N-acetylcysteine Reverses Cardiac Dysfunction Caused by Behavioral Stress.

This was news to me, but severe emotional stress can cause heart problems severe enough to put you in the hospital. Most of the patients were older, in their 60s, and most were women.

The following excerpt shows that n-acetylcysteine reverses this phenomenon.

N-acetylcysteine Reverses Cardiac Myocyte Dysfunction in a Rodent Model of Behavioral Stress.

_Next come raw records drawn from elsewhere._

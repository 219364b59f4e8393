//! Template synchronization under a stale-while-revalidate policy.
//!
//! [`TemplateSync`] is the single entry point collaborators use. Per call:
//!
//! - fresh cache hit: cached templates are returned, no network activity
//! - stale cache hit: cached templates are returned, and a detached refresh
//!   task updates the cache for the next call (its failures are swallowed)
//! - miss or forced: the catalog is fetched synchronously, falling back to
//!   the default language when the requested one has no rows; fetch errors
//!   reach the caller
//!
//! Concurrent calls for the same key are not serialized. Each cache write is
//! a full replacement, so racing refreshes resolve as last writer wins.
//!
//! Background tasks are never cancelled. Their handles are kept so a
//! short-lived host can [`TemplateSync::wait_background`] before its runtime
//! shuts down.

use std::sync::{Arc, Mutex};

use thiserror::Error;
use tokio::task::JoinHandle;
use tracing::{debug, info, warn};

use crate::assets::{verify_assets, AssetProbe, CacheBuster, HttpProbe, VerificationSummary};
use crate::cache::TemplateCache;
use crate::catalog::{CatalogError, TemplateFetcher};
use crate::config::SyncSettings;
use crate::localization::localize;
use crate::models::{Language, Template};
use crate::scope::{Scope, ScopeProvider};

#[derive(Error, Debug)]
pub enum SyncError {
    #[error("Catalog fetch failed: {0}")]
    Catalog(#[from] CatalogError),
}

/// State shared with detached refresh and verification tasks.
struct SyncCore {
    fetcher: TemplateFetcher,
    cache: Arc<TemplateCache>,
    buster: CacheBuster,
    probe: Arc<dyn AssetProbe>,
    settings: SyncSettings,
    background: Mutex<Vec<JoinHandle<()>>>,
}

impl SyncCore {
    /// Spawn a task whose handle is kept for [`TemplateSync::wait_background`].
    fn track<F>(&self, task: F)
    where
        F: std::future::Future<Output = ()> + Send + 'static,
    {
        let handle = tokio::spawn(task);
        let mut background = match self.background.lock() {
            Ok(guard) => guard,
            Err(poisoned) => poisoned.into_inner(),
        };
        background.retain(|h| !h.is_finished());
        background.push(handle);
    }

    fn take_background(&self) -> Vec<JoinHandle<()>> {
        let mut background = match self.background.lock() {
            Ok(guard) => guard,
            Err(poisoned) => poisoned.into_inner(),
        };
        std::mem::take(&mut *background)
    }

    /// Bust asset URLs, then apply the overlay for the requested language.
    fn present(&self, templates: Vec<Template>, requested: Language) -> Vec<Template> {
        localize(self.buster.bust_templates(templates), requested)
    }

    /// Fetch `requested`, falling back once to the default language when the
    /// catalog has nothing in it.
    async fn fetch_fresh(&self, requested: Language) -> Result<Vec<Template>, CatalogError> {
        let mut templates = self.fetcher.fetch(requested).await?;

        let default = self.settings.default_language;
        if templates.is_empty() && requested != default {
            info!(requested = %requested, fallback = %default, "No templates for language, using fallback");
            templates = self.fetcher.fetch(default).await?;
        }
        if templates.is_empty() {
            warn!(requested = %requested, "Catalog has no templates for requested or default language");
        }

        Ok(self.present(templates, requested))
    }

    fn spawn_verification(self: &Arc<Self>, templates: Vec<Template>) {
        if !self.settings.verify_on_refresh {
            return;
        }
        let core = Arc::clone(self);
        self.track(async move {
            let summary = verify_assets(
                &templates,
                core.probe.as_ref(),
                core.settings.verify_concurrency,
                core.settings.probe_timeout,
            )
            .await;
            summary.log();
        });
    }
}

pub struct TemplateSync {
    core: Arc<SyncCore>,
    scope: Arc<dyn ScopeProvider>,
}

impl TemplateSync {
    /// Build the orchestrator and subscribe to identity changes.
    ///
    /// When the identity changes, everything cached for the previous scope
    /// is dropped; later calls are keyed by the new scope. Asset URLs are
    /// tagged with the cache's asset version.
    pub fn new(
        fetcher: TemplateFetcher,
        cache: Arc<TemplateCache>,
        scope: Arc<dyn ScopeProvider>,
        settings: SyncSettings,
    ) -> Self {
        Self::with_probe(fetcher, cache, scope, settings, Arc::new(HttpProbe::default()))
    }

    /// Same as [`TemplateSync::new`], verifying assets through `probe`.
    pub fn with_probe(
        fetcher: TemplateFetcher,
        cache: Arc<TemplateCache>,
        scope: Arc<dyn ScopeProvider>,
        settings: SyncSettings,
        probe: Arc<dyn AssetProbe>,
    ) -> Self {
        let listener_cache = Arc::clone(&cache);
        scope.on_scope_change(Box::new(move |previous: &Scope, next: &Scope| {
            debug!(from = %previous, to = %next, "Dropping templates cached for previous scope");
            listener_cache.clear(previous);
        }));

        let core = SyncCore {
            fetcher,
            buster: CacheBuster::new(cache.asset_version()),
            cache,
            probe,
            settings,
            background: Mutex::new(Vec::new()),
        };

        Self {
            core: Arc::new(core),
            scope,
        }
    }

    pub fn settings(&self) -> &SyncSettings {
        &self.core.settings
    }

    fn resolve_language(&self, code: &str) -> Language {
        Language::parse(code).unwrap_or(self.core.settings.default_language)
    }

    /// Ordered, localized, asset-busted templates for the current scope.
    pub async fn templates(
        &self,
        language_code: &str,
        force_refresh: bool,
    ) -> Result<Vec<Template>, SyncError> {
        let language = self.resolve_language(language_code);
        let scope = self.scope.current_scope();

        if !force_refresh {
            if let Some(cached) = self.core.cache.get(&scope, language) {
                let ttl = self.core.settings.ttl;
                let stale = self
                    .core
                    .cache
                    .age(&scope, language)
                    .map_or_else(|| cached.is_stale(ttl), |age| age > ttl);
                let age = cached.age_display();
                let templates = self.core.present(cached.data, language);

                if stale {
                    info!(scope = %scope, lang = %language, age = %age, "Serving stale templates, refreshing in background");
                    self.spawn_refresh(scope, language);
                } else {
                    debug!(scope = %scope, lang = %language, count = templates.len(), "Serving cached templates");
                }
                return Ok(templates);
            }
        }

        let templates = self.core.fetch_fresh(language).await?;
        self.core.cache.set(&scope, language, &templates);
        info!(scope = %scope, lang = %language, count = templates.len(), forced = force_refresh, "Templates synced");

        self.core.spawn_verification(templates.clone());
        Ok(templates)
    }

    /// Detached refresh; its outcome is visible only through the cache.
    fn spawn_refresh(&self, scope: Scope, language: Language) {
        let core = Arc::clone(&self.core);
        let task_core = Arc::clone(&self.core);
        let provider = Arc::clone(&self.scope);

        task_core.track(async move {
            match core.fetch_fresh(language).await {
                Ok(templates) => {
                    if provider.current_scope() != scope {
                        debug!(scope = %scope, "Scope changed during refresh, discarding result");
                        return;
                    }
                    core.cache.set(&scope, language, &templates);
                    debug!(scope = %scope, lang = %language, count = templates.len(), "Background refresh stored");
                    core.spawn_verification(templates);
                }
                Err(e) => {
                    warn!(scope = %scope, lang = %language, error = %e, "Background refresh failed, keeping cached templates");
                }
            }
        });
    }

    /// Wait for every background refresh and verification started so far,
    /// including verifications those refreshes start.
    pub async fn wait_background(&self) {
        loop {
            let pending = self.core.take_background();
            if pending.is_empty() {
                return;
            }
            for handle in pending {
                if let Err(e) = handle.await {
                    warn!(error = %e, "Background template task did not complete");
                }
            }
        }
    }

    /// Probe every template asset with the configured worker count and timeout.
    pub async fn verify_assets(&self, templates: &[Template]) -> VerificationSummary {
        verify_assets(
            templates,
            self.core.probe.as_ref(),
            self.core.settings.verify_concurrency,
            self.core.settings.probe_timeout,
        )
        .await
    }

    pub fn clear_current_scope(&self) {
        self.core.cache.clear(&self.scope.current_scope());
    }

    /// Drop cached templates for every scope, e.g. after account deletion.
    pub fn clear_all(&self) {
        self.core.cache.clear_all();
    }
}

Compelling clinical reports reveal that behavioral stress alone is sufficient to cause reversible myocardial dysfunction in selected individuals. We developed a rodent stress cardiomyopathy model by a combination of pre-natal and post-natal behavioral stresses (Stress). We previously reported a decrease in % FS by echo, both systolic and diastolic dysfunction by catheter-based hemodynamics, as well as attenuated hemodynamic and inotropic responses to the beta adrenergic agonist, isoproterenol (ISO) in Stress compared with matched Controls. We now report enhanced catecholamine responses to behavioral stress as evidenced by increased circulating plasma levels of norepinephrine (p<0.01) and epinephrine (p<0.01) in Stress vs Controls. Cardiac myocytes isolated from Stress also reveal evidence of oxidative stress as indicated by decreased ATP, increased GSSG and decreased GSH/GSSG ratio in the presence of increased glutathione peroxidase (GPX) and catalase activities (p<0.01, for each). We also report blunted inotropic and [Ca2+]i responses to extracellular Ca2+ ([Ca2+]out ; p<0.05) as well as altered inotropic responses to the intracellular calcium regulator, caffeine (20mM; p<0.01). Treatment of cardiac myocytes with NAC (10-3 M) normalized calcium handling in response to ISO and [Ca2+]out and inotropic response to caffeine (p<0.01, for each). NAC also attenuated the blunted inotropic response to ISO and Ca2+ (p<0.01, for each). Surprisingly, NAC did not reverse the changes in GSH, GSSG or GSH/GSSG ratio. These data support a glutathione-independent salutary effect of NAC on intracellular calcium signaling in this rodent model of stress-induced cardiomyopathy.